=== Data records ===
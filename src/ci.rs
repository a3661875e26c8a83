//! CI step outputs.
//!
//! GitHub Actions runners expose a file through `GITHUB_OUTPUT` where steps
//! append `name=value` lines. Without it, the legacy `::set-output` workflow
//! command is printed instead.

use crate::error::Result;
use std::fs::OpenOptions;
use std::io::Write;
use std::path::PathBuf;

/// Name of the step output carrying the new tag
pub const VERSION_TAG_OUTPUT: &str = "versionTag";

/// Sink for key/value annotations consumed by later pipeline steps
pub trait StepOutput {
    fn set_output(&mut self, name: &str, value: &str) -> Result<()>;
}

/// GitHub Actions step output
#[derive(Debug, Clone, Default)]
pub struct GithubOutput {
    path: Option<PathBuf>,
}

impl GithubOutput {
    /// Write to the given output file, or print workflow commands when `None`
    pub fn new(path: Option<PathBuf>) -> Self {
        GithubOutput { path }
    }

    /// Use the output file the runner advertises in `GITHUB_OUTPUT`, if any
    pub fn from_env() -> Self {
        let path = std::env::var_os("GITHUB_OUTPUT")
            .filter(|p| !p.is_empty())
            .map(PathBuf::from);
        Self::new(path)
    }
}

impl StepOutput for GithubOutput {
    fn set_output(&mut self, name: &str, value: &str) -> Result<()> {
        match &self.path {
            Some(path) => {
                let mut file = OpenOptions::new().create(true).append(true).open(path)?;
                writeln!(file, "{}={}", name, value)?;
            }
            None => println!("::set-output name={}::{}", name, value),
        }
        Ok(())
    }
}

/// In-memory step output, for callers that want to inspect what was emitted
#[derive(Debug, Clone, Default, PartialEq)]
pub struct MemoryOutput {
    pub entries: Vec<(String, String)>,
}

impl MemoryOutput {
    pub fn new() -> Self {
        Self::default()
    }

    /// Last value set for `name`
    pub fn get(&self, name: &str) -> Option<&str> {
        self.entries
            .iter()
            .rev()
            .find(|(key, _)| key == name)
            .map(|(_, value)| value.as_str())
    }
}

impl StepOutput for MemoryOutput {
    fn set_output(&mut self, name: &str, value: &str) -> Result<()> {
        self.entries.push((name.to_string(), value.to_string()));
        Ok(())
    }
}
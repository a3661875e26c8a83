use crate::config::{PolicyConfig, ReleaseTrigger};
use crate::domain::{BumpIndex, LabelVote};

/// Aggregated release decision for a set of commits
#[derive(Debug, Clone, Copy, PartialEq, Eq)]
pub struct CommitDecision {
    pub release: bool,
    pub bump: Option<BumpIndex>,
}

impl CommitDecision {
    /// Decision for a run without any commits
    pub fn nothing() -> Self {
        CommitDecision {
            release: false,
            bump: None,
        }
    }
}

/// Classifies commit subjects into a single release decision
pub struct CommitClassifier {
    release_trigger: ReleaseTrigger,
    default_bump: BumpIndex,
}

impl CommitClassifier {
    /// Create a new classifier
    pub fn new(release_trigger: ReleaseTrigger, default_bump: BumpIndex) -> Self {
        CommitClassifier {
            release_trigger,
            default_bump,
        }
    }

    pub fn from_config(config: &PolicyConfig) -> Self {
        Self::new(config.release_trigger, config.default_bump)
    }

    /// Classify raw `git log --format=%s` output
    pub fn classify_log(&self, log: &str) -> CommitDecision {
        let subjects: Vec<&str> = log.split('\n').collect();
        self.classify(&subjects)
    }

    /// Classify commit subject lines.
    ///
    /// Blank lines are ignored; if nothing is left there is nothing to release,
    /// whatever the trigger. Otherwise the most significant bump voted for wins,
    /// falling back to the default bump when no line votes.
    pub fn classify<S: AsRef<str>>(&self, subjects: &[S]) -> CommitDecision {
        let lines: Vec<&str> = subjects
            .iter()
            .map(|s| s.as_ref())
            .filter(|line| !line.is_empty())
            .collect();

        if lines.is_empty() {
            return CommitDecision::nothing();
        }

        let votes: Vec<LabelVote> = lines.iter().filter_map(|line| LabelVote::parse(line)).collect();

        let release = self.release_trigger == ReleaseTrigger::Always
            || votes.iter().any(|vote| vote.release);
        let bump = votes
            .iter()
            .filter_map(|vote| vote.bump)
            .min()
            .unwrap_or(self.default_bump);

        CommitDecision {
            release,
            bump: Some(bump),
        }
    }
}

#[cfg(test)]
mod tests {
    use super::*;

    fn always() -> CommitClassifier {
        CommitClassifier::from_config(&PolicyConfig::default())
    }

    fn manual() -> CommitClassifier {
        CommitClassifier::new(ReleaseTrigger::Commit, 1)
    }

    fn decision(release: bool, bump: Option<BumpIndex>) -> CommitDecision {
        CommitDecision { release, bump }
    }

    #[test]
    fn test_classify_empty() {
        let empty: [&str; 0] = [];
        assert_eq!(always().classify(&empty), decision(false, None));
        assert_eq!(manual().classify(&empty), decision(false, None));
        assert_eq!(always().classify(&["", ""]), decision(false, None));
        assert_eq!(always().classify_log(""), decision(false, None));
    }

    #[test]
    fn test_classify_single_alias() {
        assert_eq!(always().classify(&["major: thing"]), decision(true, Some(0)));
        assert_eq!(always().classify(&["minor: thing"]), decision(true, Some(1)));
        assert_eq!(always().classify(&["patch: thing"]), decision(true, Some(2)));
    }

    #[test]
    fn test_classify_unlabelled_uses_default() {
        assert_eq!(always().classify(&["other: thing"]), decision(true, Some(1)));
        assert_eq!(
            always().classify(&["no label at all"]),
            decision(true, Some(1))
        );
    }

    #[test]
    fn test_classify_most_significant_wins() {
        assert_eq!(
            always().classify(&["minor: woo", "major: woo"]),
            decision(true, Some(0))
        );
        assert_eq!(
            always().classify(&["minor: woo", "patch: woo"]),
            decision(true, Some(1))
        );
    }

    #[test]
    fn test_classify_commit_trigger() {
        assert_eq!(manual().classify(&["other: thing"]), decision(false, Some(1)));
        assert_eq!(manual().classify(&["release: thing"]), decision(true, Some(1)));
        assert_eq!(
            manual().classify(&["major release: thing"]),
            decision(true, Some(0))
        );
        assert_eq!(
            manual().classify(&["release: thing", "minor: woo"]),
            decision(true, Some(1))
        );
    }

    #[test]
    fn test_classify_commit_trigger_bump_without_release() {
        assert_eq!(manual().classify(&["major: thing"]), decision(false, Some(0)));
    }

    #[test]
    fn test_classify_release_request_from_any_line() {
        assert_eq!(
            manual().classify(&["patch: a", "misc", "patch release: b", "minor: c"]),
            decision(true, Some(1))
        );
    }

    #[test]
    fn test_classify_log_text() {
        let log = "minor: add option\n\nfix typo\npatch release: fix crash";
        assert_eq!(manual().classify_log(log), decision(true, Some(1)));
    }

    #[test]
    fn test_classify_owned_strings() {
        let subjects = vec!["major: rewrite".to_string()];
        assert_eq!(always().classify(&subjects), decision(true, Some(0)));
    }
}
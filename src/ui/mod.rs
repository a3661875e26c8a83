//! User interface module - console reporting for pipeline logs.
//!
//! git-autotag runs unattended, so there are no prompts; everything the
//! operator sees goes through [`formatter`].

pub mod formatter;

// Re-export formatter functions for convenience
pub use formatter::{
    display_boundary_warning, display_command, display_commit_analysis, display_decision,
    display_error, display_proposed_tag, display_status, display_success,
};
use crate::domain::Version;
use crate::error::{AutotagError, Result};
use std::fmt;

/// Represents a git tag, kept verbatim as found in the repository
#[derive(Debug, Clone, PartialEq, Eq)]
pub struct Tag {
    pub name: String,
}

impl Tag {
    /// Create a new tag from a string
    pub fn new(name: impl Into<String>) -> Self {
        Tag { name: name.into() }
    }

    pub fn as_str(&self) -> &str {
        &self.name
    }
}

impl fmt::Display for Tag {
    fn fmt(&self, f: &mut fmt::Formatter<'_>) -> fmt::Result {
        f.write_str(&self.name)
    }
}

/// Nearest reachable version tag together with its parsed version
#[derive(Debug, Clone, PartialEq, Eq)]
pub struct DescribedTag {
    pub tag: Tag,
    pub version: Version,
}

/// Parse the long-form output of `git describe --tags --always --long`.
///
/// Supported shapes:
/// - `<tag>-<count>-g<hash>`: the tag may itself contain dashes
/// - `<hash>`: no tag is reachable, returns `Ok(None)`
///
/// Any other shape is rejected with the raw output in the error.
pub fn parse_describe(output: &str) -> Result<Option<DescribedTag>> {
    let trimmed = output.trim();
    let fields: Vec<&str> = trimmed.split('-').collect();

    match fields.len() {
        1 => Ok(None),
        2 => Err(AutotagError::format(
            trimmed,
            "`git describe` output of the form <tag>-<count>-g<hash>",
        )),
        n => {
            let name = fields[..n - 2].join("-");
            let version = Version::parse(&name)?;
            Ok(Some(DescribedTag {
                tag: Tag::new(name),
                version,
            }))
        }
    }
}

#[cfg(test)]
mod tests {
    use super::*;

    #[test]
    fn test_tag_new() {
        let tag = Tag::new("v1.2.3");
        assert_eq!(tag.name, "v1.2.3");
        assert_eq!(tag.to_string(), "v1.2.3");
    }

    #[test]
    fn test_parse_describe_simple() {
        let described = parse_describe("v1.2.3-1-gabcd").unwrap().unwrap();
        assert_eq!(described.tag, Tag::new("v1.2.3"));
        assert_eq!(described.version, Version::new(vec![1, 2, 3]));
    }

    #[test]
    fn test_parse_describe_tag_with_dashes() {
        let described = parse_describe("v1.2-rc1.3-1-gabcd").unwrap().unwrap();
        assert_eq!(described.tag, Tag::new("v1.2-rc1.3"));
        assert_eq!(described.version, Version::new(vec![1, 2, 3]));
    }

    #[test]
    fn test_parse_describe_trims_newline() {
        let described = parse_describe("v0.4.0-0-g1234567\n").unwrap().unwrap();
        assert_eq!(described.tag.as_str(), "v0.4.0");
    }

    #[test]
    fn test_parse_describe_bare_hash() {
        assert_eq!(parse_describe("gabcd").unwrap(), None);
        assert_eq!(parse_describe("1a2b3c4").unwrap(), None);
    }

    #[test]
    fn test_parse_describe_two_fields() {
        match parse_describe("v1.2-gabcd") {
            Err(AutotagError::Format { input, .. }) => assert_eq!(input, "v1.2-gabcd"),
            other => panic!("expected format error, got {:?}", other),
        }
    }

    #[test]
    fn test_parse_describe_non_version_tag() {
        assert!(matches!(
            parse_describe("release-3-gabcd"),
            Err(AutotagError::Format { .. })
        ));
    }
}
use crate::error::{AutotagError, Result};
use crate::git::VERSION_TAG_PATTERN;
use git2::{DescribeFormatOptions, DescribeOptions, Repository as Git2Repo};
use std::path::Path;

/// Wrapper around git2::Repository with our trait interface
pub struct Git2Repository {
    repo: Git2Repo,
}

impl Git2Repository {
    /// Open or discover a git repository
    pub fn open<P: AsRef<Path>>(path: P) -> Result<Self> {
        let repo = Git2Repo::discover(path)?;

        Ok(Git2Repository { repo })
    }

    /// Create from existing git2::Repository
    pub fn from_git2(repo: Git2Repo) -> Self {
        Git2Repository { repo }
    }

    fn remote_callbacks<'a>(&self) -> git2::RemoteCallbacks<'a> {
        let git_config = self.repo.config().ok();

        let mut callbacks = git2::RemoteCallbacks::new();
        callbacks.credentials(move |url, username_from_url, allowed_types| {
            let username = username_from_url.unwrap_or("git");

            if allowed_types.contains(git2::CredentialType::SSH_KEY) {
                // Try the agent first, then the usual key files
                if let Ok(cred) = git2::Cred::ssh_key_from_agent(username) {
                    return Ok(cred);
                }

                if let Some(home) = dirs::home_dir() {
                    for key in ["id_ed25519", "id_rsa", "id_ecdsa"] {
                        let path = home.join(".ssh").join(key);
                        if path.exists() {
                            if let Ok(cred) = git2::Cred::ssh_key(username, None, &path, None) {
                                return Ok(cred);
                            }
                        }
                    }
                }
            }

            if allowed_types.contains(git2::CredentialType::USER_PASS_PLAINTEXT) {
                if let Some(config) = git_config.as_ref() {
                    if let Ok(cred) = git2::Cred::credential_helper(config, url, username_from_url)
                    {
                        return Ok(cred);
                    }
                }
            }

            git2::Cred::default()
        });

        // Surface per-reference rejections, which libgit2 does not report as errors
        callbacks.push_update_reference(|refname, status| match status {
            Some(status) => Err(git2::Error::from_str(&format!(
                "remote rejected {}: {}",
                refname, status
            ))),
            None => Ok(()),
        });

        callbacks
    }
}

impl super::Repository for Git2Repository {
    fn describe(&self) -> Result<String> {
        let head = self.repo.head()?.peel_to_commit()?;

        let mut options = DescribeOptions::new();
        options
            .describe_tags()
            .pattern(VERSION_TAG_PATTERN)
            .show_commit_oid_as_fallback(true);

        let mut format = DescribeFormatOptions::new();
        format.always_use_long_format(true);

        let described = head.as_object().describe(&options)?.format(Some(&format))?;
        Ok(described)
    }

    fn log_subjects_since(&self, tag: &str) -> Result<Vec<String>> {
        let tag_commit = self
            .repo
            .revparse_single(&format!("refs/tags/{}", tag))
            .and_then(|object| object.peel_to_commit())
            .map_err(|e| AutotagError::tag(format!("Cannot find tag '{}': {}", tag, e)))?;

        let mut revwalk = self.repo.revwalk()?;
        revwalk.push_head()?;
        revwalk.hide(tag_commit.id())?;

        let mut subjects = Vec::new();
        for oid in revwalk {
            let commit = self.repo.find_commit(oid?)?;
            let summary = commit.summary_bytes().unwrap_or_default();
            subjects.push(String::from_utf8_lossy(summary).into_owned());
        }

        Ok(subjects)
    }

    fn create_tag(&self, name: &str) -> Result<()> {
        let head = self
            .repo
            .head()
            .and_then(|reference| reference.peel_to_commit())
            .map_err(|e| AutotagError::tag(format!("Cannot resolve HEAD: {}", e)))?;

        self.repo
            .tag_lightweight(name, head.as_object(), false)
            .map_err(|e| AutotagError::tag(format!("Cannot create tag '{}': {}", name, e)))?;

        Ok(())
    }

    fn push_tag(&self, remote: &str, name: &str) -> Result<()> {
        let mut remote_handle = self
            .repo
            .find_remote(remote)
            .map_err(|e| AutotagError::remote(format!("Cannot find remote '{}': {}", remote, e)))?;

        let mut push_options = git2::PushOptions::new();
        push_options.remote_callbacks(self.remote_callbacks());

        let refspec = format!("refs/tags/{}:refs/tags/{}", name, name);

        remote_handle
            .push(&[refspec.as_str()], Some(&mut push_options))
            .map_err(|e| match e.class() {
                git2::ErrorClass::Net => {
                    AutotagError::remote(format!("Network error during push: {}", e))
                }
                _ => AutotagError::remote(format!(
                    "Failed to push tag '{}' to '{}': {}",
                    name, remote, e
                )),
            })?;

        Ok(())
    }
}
===
### Task details
Take the lines from the start of the records through the line holding "Write to the", both included, and please print them exactly, with nothing else.

### Answer section
filename src/ci.rs
repository a3661875e26c8a83
//! CI step outputs.
//!
//! GitHub Actions runners expose a file through `GITHUB_OUTPUT` where steps
//! append `name=value` lines. Without it, the legacy `::set-output` workflow
//! command is printed instead.

use crate::error::Result;
use std::fs::OpenOptions;
use std::io::Write;
use std::path::PathBuf;

/// Name of the step output carrying the new tag
pub const VERSION_TAG_OUTPUT: &str = "versionTag";

/// Sink for key/value annotations consumed by later pipeline steps
pub trait StepOutput {
    fn set_output(&mut self, name: &str, value: &str) -> Result<()>;
}

/// GitHub Actions step output
#[derive(Debug, Clone, Default)]
pub struct GithubOutput {
    path: Option<PathBuf>,
}

impl GithubOutput {
    /// Write to the given output file, or print workflow commands when `None`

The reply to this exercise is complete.